Exercise prompt →
Among the entries below, find the lines with the word "StorageResult" and return them.
-- Raw data follows --
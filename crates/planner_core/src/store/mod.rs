//! Task state management.
//!
//! # Responsibility
//! - Own the canonical in-memory task collection.
//! - Expose mutations and derived views over that collection.
//!
//! # Invariants
//! - The store is single-writer: callers sharing it across threads must wrap
//!   it in one `Mutex`.

pub mod task_store;

/// Storage key holding the serialized task list.
pub const TASKS_STORAGE_KEY: &str = "daily-planner-tasks";
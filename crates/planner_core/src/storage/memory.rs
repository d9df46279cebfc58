//! In-process key-value backend.
//!
//! Clones share one map, so a clone handed to a second store sees everything
//! the first one wrote. Tests use this to simulate a reload.

use super::{KeyValueBackend, StorageError, StorageResult};
use std::collections::BTreeMap;
use std::sync::{Arc, Mutex, MutexGuard};

#[derive(Debug)]
struct MemoryState {
    entries: BTreeMap<String, String>,
    available: bool,
}

/// Shared, switchable in-memory backend.
#[derive(Debug, Clone)]
pub struct MemoryBackend {
    state: Arc<Mutex<MemoryState>>,
}

impl Default for MemoryBackend {
    fn default() -> Self {
        Self::new()
    }
}

impl MemoryBackend {
    pub fn new() -> Self {
        Self {
            state: Arc::new(Mutex::new(MemoryState {
                entries: BTreeMap::new(),
                available: true,
            })),
        }
    }

    /// Toggles reachability; an unavailable backend fails every call.
    pub fn set_available(&self, available: bool) {
        if let Ok(mut state) = self.state.lock() {
            state.available = available;
        }
    }

    /// Reads the raw stored text, bypassing availability.
    pub fn raw_entry(&self, key: &str) -> Option<String> {
        self.state
            .lock()
            .ok()
            .and_then(|state| state.entries.get(key).cloned())
    }

    /// Stores raw text, bypassing availability and JSON encoding.
    pub fn insert_raw(&self, key: &str, value: &str) {
        if let Ok(mut state) = self.state.lock() {
            state.entries.insert(key.to_string(), value.to_string());
        }
    }

    pub fn len(&self) -> usize {
        self.state.lock().map_or(0, |state| state.entries.len())
    }

    pub fn is_empty(&self) -> bool {
        self.len() == 0
    }

    fn reachable(&self) -> StorageResult<MutexGuard<'_, MemoryState>> {
        let state = self
            .state
            .lock()
            .map_err(|_| StorageError::Unavailable("memory backend lock poisoned".to_string()))?;
        if !state.available {
            return Err(StorageError::Unavailable(
                "memory backend switched off".to_string(),
            ));
        }
        Ok(state)
    }
}

impl KeyValueBackend for MemoryBackend {
    fn get(&self, key: &str) -> StorageResult<Option<String>> {
        Ok(self.reachable()?.entries.get(key).cloned())
    }

    fn set(&mut self, key: &str, value: &str) -> StorageResult<()> {
        self.reachable()?
            .entries
            .insert(key.to_string(), value.to_string());
        Ok(())
    }

    fn remove(&mut self, key: &str) -> StorageResult<()> {
        self.reachable()?.entries.remove(key);
        Ok(())
    }

    fn clear(&mut self) -> StorageResult<()> {
        self.reachable()?.entries.clear();
        Ok(())
    }
}
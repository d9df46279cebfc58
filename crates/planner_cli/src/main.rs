//! CLI smoke entry point.
//!
//! # Responsibility
//! - Wire config, logging, storage and the task store end to end.
//! - Print a deterministic summary of the persisted task list.

use planner_core::view::table::TableColumn;
use planner_core::view::task_table::task_table_columns;
use planner_core::{core_version, init_logging, PlannerConfig, Task};
use std::process::ExitCode;

fn main() -> ExitCode {
    let config = match PlannerConfig::from_env() {
        Ok(config) => config,
        Err(err) => {
            eprintln!("planner: {err}");
            return ExitCode::FAILURE;
        }
    };

    if let Some(log_dir) = &config.log_dir {
        if let Err(err) = init_logging(config.log_level, log_dir) {
            eprintln!("planner: {err}");
        }
    }

    println!("planner_core version={}", core_version());
    println!("storage_key={}", config.storage_key);

    let mut store = config.task_store();
    let total = store.all_tasks().len();
    let completed = store.completed_tasks().len();
    let today = store.today_tasks().len();
    println!(
        "tasks total={total} completed={completed} pending={} today={today}",
        total - completed
    );

    let columns = task_table_columns();
    println!("{}", header_line(&columns));
    for task in store.all_tasks() {
        println!("{}", row_line(&columns, task));
    }

    ExitCode::SUCCESS
}

fn header_line(columns: &[TableColumn<Task>]) -> String {
    columns
        .iter()
        .map(|column| column.title)
        .collect::<Vec<_>>()
        .join(" | ")
}

fn row_line(columns: &[TableColumn<Task>], task: &Task) -> String {
    columns
        .iter()
        .map(|column| column.render(task))
        .collect::<Vec<_>>()
        .join(" | ")
}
-- Raw data concluded --
Written reply →
use super::{KeyValueBackend, StorageError, StorageResult};
    fn reachable(&self) -> StorageResult<MutexGuard<'_, MemoryState>> {
    fn get(&self, key: &str) -> StorageResult<Option<String>> {
    fn set(&mut self, key: &str, value: &str) -> StorageResult<()> {
    fn remove(&mut self, key: &str) -> StorageResult<()> {
    fn clear(&mut self) -> StorageResult<()> {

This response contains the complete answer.